Il secondo caso è quello di un maschio diabetico di 62 anni che si è presentato con febbre, anoressia e ittero della durata di tre giorni. Era stato vaccinato con Covishield 16 giorni prima del suo ricovero. Nella sua precedente esperienza, due sono gli episodi notevoli di ittero nell’ultimo decennio che si erano risolti con cure casalinghe (con farmaci di uso comune). Al momento del ricovero, i suoi test di funzionalità epatica mostravano livelli elevati di bilirubina.

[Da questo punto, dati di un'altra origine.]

//! MySQL 프로토콜 패킷 처리
//!
//! 패킷 형식: 3바이트 길이 + 1바이트 시퀀스 + 본문.
//! 본문이 0xFFFFFF 바이트 이상이면 여러 패킷으로 나뉘어 전송됩니다.

use crate::error::{CdcError, Result};
use byteorder::{LittleEndian, ReadBytesExt};
use std::io::Read;
use tokio::io::{AsyncRead, AsyncReadExt, AsyncWrite, AsyncWriteExt};
use tokio::net::TcpStream;
use tracing::debug;

/// 한 패킷 본문의 최대 길이
pub const MAX_PACKET_LENGTH: usize = 0xFF_FFFF;

/// 명령 코드
pub mod command {
    pub const COM_QUIT: u8 = 0x01;
    pub const COM_QUERY: u8 = 0x03;
    pub const COM_BINLOG_DUMP: u8 = 0x12;
    pub const COM_REGISTER_SLAVE: u8 = 0x15;
}

/// MySQL 패킷 채널
pub struct PacketChannel<S = TcpStream> {
    stream: S,
    sequence: u8,
}

impl PacketChannel<TcpStream> {
    /// 새 패킷 채널 생성 (TCP 연결)
    pub async fn connect(hostname: &str, port: u16) -> Result<Self> {
        let addr = format!("{}:{}", hostname, port);
        let stream = TcpStream::connect(&addr)
            .await
            .map_err(|e| CdcError::ConnectionError(format!("Failed to connect to {}: {}", addr, e)))?;
        stream.set_nodelay(true)?;

        debug!("Connected to MySQL at {}", addr);

        Ok(PacketChannel::new(stream))
    }
}

impl<S> PacketChannel<S>
where
    S: AsyncRead + AsyncWrite + Unpin,
{
    pub fn new(stream: S) -> Self {
        PacketChannel { stream, sequence: 0 }
    }

    /// 새 명령 시작 전 시퀀스 초기화
    pub fn reset_sequence(&mut self) {
        self.sequence = 0;
    }

    pub fn sequence(&self) -> u8 {
        self.sequence
    }

    /// 패킷 읽기 (분할된 패킷은 이어 붙임)
    pub async fn read_packet(&mut self) -> Result<Vec<u8>> {
        let mut payload = Vec::new();
        loop {
            let mut header = [0u8; 4];
            self.stream
                .read_exact(&mut header)
                .await
                .map_err(|e| CdcError::IoError(format!("Failed to read packet header: {}", e)))?;

            let length = u32::from_le_bytes([header[0], header[1], header[2], 0]) as usize;
            self.sequence = header[3].wrapping_add(1);

            let start = payload.len();
            payload.resize(start + length, 0);
            self.stream
                .read_exact(&mut payload[start..])
                .await
                .map_err(|e| CdcError::IoError(format!("Failed to read packet body: {}", e)))?;

            if length < MAX_PACKET_LENGTH {
                return Ok(payload);
            }
        }
    }

    /// 패킷 쓰기 (현재 시퀀스 사용)
    pub async fn write_packet(&mut self, data: &[u8]) -> Result<()> {
        let mut last_len = 0;
        for chunk in data.chunks(MAX_PACKET_LENGTH) {
            self.write_chunk(chunk).await?;
            last_len = chunk.len();
        }

        // 정확히 최대 길이로 끝나면 빈 패킷으로 종료 표시
        if data.is_empty() || last_len == MAX_PACKET_LENGTH {
            self.write_chunk(&[]).await?;
        }

        self.stream
            .flush()
            .await
            .map_err(|e| CdcError::IoError(format!("Failed to flush: {}", e)))?;
        Ok(())
    }

    async fn write_chunk(&mut self, chunk: &[u8]) -> Result<()> {
        let len = chunk.len() as u32;
        let header = [
            (len & 0xFF) as u8,
            ((len >> 8) & 0xFF) as u8,
            ((len >> 16) & 0xFF) as u8,
            self.sequence,
        ];
        self.sequence = self.sequence.wrapping_add(1);

        self.stream
            .write_all(&header)
            .await
            .map_err(|e| CdcError::IoError(format!("Failed to write header: {}", e)))?;
        self.stream
            .write_all(chunk)
            .await
            .map_err(|e| CdcError::IoError(format!("Failed to write data: {}", e)))?;
        Ok(())
    }

    /// 시퀀스를 초기화하고 명령 패킷 전송
    pub async fn send_command(&mut self, command: u8, payload: &[u8]) -> Result<()> {
        let mut packet = Vec::with_capacity(payload.len() + 1);
        packet.push(command);
        packet.extend_from_slice(payload);
        self.reset_sequence();
        self.write_packet(&packet).await
    }

    /// 응답이 OK인지 확인. 오류 패킷이면 `ProtocolError`
    pub async fn expect_ok(&mut self, context: &str) -> Result<Vec<u8>> {
        let packet = self.read_packet().await?;
        if is_error_packet(&packet) {
            let err = ErrorPacket::parse(&packet)?;
            return Err(CdcError::ProtocolError(format!("{} failed: {}", context, err)));
        }
        Ok(packet)
    }

    pub async fn shutdown(&mut self) -> Result<()> {
        self.stream
            .shutdown()
            .await
            .map_err(|e| CdcError::IoError(format!("Failed to shut down socket: {}", e)))
    }
}

/// Greeting 패킷 파싱
#[derive(Debug, Clone)]
pub struct GreetingPacket {
    pub protocol_version: u8,
    pub server_version: String,
    pub thread_id: u32,
    pub scramble: Vec<u8>,
    pub server_capabilities: u32,
    pub server_collation: u8,
    pub server_status: u16,
    pub auth_plugin_name: String,
}

impl GreetingPacket {
    pub fn parse(data: &[u8]) -> Result<Self> {
        if is_error_packet(data) {
            let err = ErrorPacket::parse(data)?;
            return Err(CdcError::ConnectionError(format!("Server refused connection: {}", err)));
        }

        let mut cursor = std::io::Cursor::new(data);

        let protocol_version = ReadBytesExt::read_u8(&mut cursor)
            .map_err(|e| CdcError::ProtocolError(format!("Failed to read protocol version: {}", e)))?;

        let server_version = read_null_terminated_string(&mut cursor)?;

        let thread_id = ReadBytesExt::read_u32::<LittleEndian>(&mut cursor)
            .map_err(|e| CdcError::ProtocolError(format!("Failed to read thread ID: {}", e)))?;

        // Auth plugin data part 1 (8 bytes)
        let mut scramble = vec![0u8; 8];
        Read::read_exact(&mut cursor, &mut scramble)
            .map_err(|e| CdcError::ProtocolError(format!("Failed to read scramble part 1: {}", e)))?;

        // Filler
        ReadBytesExt::read_u8(&mut cursor)
            .map_err(|e| CdcError::ProtocolError(format!("Failed to read filler: {}", e)))?;

        let capabilities_lower = ReadBytesExt::read_u16::<LittleEndian>(&mut cursor)
            .map_err(|e| CdcError::ProtocolError(format!("Failed to read capabilities: {}", e)))?;

        let server_collation = ReadBytesExt::read_u8(&mut cursor)
            .map_err(|e| CdcError::ProtocolError(format!("Failed to read collation: {}", e)))?;

        let server_status = ReadBytesExt::read_u16::<LittleEndian>(&mut cursor)
            .map_err(|e| CdcError::ProtocolError(format!("Failed to read status: {}", e)))?;

        let capabilities_upper = ReadBytesExt::read_u16::<LittleEndian>(&mut cursor)
            .map_err(|e| CdcError::ProtocolError(format!("Failed to read capabilities upper: {}", e)))?;

        let server_capabilities = (capabilities_upper as u32) << 16 | capabilities_lower as u32;

        let auth_data_len = ReadBytesExt::read_u8(&mut cursor)
            .map_err(|e| CdcError::ProtocolError(format!("Failed to read auth data length: {}", e)))?;

        // Reserved (10 bytes)
        let mut reserved = [0u8; 10];
        Read::read_exact(&mut cursor, &mut reserved)
            .map_err(|e| CdcError::ProtocolError(format!("Failed to read reserved: {}", e)))?;

        // Auth plugin data part 2 (최소 13바이트, 마지막은 NUL)
        let part2_len = std::cmp::max(13, auth_data_len.saturating_sub(8)) as usize;
        let mut part2 = vec![0u8; part2_len];
        Read::read_exact(&mut cursor, &mut part2)
            .map_err(|e| CdcError::ProtocolError(format!("Failed to read scramble part 2: {}", e)))?;
        if part2.last() == Some(&0) {
            part2.pop();
        }
        scramble.extend_from_slice(&part2);

        let auth_plugin_name = if server_capabilities & crate::auth::capabilities::PLUGIN_AUTH != 0 {
            read_null_terminated_string(&mut cursor).unwrap_or_default()
        } else {
            String::new()
        };

        Ok(GreetingPacket {
            protocol_version,
            server_version,
            thread_id,
            scramble,
            server_capabilities,
            server_collation,
            server_status,
            auth_plugin_name,
        })
    }
}

/// 오류 패킷 (0xFF)
#[derive(Debug, Clone, PartialEq, Eq)]
pub struct ErrorPacket {
    pub code: u16,
    pub sql_state: Option<String>,
    pub message: String,
}

impl ErrorPacket {
    pub fn parse(data: &[u8]) -> Result<Self> {
        if !is_error_packet(data) || data.len() < 3 {
            return Err(CdcError::ProtocolError("Not an error packet".to_string()));
        }
        let code = u16::from_le_bytes([data[1], data[2]]);
        let (sql_state, message) = if data.len() >= 9 && data[3] == b'#' {
            (
                Some(String::from_utf8_lossy(&data[4..9]).into_owned()),
                &data[9..],
            )
        } else {
            (None, &data[3..])
        };

        Ok(ErrorPacket {
            code,
            sql_state,
            message: String::from_utf8_lossy(message).into_owned(),
        })
    }
}

impl std::fmt::Display for ErrorPacket {
    fn fmt(&self, f: &mut std::fmt::Formatter<'_>) -> std::fmt::Result {
        match &self.sql_state {
            Some(state) => write!(f, "ERROR {} ({}): {}", self.code, state, self.message),
            None => write!(f, "ERROR {}: {}", self.code, self.message),
        }
    }
}

/// null로 끝나는 문자열 읽기
pub fn read_null_terminated_string<R: Read>(reader: &mut R) -> Result<String> {
    let mut bytes = Vec::new();
    loop {
        let byte = ReadBytesExt::read_u8(reader)
            .map_err(|e| CdcError::ProtocolError(format!("Failed to read string byte: {}", e)))?;
        if byte == 0 {
            break;
        }
        bytes.push(byte);
    }
    String::from_utf8(bytes)
        .map_err(|e| CdcError::ProtocolError(format!("Invalid UTF-8 in string: {}", e)))
}

/// Error 패킷 확인
pub fn is_error_packet(data: &[u8]) -> bool {
    !data.is_empty() && data[0] == 0xFF
}

/// OK 패킷 확인
pub fn is_ok_packet(data: &[u8]) -> bool {
    !data.is_empty() && data[0] == 0x00
}

/// EOF 패킷 확인 (0xFE로 시작하는 9바이트 미만 패킷)
pub fn is_eof_packet(data: &[u8]) -> bool {
    !data.is_empty() && data[0] == 0xFE && data.len() < 9
}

I suoi titoli anticorpali contro la proteina spike anti-SARSCoV2 erano elevati e il paziente ha sviluppato sensorio alterato nei giorni successivi. C’era proliferazione neo-colangiolare e infiammazione da lieve a moderata. Si è iniziato a somministrare steroidi, nonostante ci fosse solo un miglioramento transitorio nei suoi test di funzionalità epatica. Inoltre, ha subito 5 cicli di plasmaferesi terapeutici. Gli è stato offerto il trapianto di fegato. Tuttavia, a causa di vincoli socio-economici, il paziente e la sua famiglia hanno rifiutato l’offerta.

Dopo un prolungato corso di terapia di supporto, il paziente è morto tre settimane dopo il ricovero.

Lo studio ha rilevato che le reazioni autoimmuni dopo la vaccinazione sono rare e si verificano in meno dello 0,01% di tutti coloro che sono stati vaccinati. Tuttavia, potrebbe esserci una sottostima  di segnalazione poiché è probabile che la maggior parte dei casi sia lieve o asintomatica.

Queste reazioni sono dovute a un’intolleranza immunitaria ai propri antigeni combinata con un fallimento dei sistemi omeostatici intrinseci che impediscono una risposta immunitaria promiscua a questi antigeni.